1. You may have an ulcer and not know it

Many older adults with an ulcer have few or no symptoms. And for adults who do have symptoms, they can vary. The most common symptoms are abdominal pain, heartburn and the sensation of acid backing up into the throat. Other symptoms can include bloating, a feeling of fullness, hunger and belching. Pain symptoms are often described as a burning or gnawing in the stomach.

Ulcers that form in the small intestine tend to cause more consistent pain, often appearing mid-morning and recurring about two to three hours after a meal. Pain from stomach ulcers often doesn’t follow a consistent pattern, according to the Merck Manual and the Icahn School of Medicine at Mount Sinai.

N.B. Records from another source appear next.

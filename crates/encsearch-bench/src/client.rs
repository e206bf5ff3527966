//! Thin HTTP client over the gateway REST surface.

use std::time::Duration;

use serde::Deserialize;
use thiserror::Error;

use encsearch_core::{SearchField, SearchMode, SearchOperator, SearchResponse, ThrottleStats};

/// Errors surfaced by the test client.
#[derive(Debug, Error)]
pub enum BenchError {
    #[error("transport error: {0}")]
    Http(#[from] reqwest::Error),
    #[error("gateway returned HTTP {status}: {message}")]
    Gateway { status: u16, message: String },
}

/// Health endpoint payload, as served by the gateway.
#[derive(Debug, Clone, Deserialize)]
pub struct HealthSnapshot {
    pub status: String,
    pub version: String,
    pub primary_connected: bool,
    pub secondary_connected: bool,
    pub primary_records: u64,
    #[serde(default)]
    pub throttle: Option<ThrottleStats>,
    pub timestamp: String,
}

impl HealthSnapshot {
    pub fn is_healthy(&self) -> bool {
        self.primary_connected && self.secondary_connected
    }
}

/// HTTP client bound to one gateway base URL.
#[derive(Debug, Clone)]
pub struct ApiClient {
    http: reqwest::Client,
    base_url: String,
}

impl ApiClient {
    pub fn new(base_url: impl Into<String>, timeout: Duration) -> Result<Self, BenchError> {
        let http = reqwest::Client::builder().timeout(timeout).build()?;
        let base_url = base_url.into().trim_end_matches('/').to_string();
        Ok(Self { http, base_url })
    }

    pub fn base_url(&self) -> &str {
        &self.base_url
    }

    /// Run one search. Equality requests use the short route; every other
    /// operator is spelled out in the path.
    pub async fn search(
        &self,
        field: SearchField,
        operator: SearchOperator,
        value: &str,
        mode: SearchMode,
        limit: Option<usize>,
    ) -> Result<SearchResponse, BenchError> {
        let url = format!("{}{}", self.base_url, search_path(field, operator));
        let mut request = self
            .http
            .get(&url)
            .query(&[("value", value), ("mode", mode.as_str())]);
        if let Some(limit) = limit {
            request = request.query(&[("limit", limit)]);
        }
        parse(request.send().await?).await
    }

    pub async fn health(&self) -> Result<HealthSnapshot, BenchError> {
        let url = format!("{}/health", self.base_url);
        parse(self.http.get(&url).send().await?).await
    }
}

fn search_path(field: SearchField, operator: SearchOperator) -> String {
    match operator {
        SearchOperator::Equality => format!("/api/v1/customers/search/{field}"),
        other => format!("/api/v1/customers/search/{field}/{other}"),
    }
}

async fn parse<T: serde::de::DeserializeOwned>(response: reqwest::Response) -> Result<T, BenchError> {
    let status = response.status();
    if !status.is_success() {
        let message = response.text().await.unwrap_or_default();
        return Err(BenchError::Gateway {
            status: status.as_u16(),
            message,
        });
    }
    Ok(response.json().await?)
}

2. Stress isn’t behind the disease

Stress doesn’t cause peptic ulcers. However, it can make your symptoms worse, according to the Mayo Clinic. In most cases, peptic ulcers are caused by a bacterial infection from Helicobacter pylori that can sometimes cause inflammation of the stomach’s inner layer, producing an ulcer. The bacterium causes 90 percent of small intestine ulcers and 70 to 90 percent of stomach ulcers, according to the NIH.

The second most common cause of ulcers is long-term use of nonsteroidal anti-inflammatory drugs (NSAIDs), which can lead to a decrease in the gastric mucus that helps protect the inner lining of the stomach and small intestine. Women and older adults seem to be more susceptible to this, according to Harvard Medical School.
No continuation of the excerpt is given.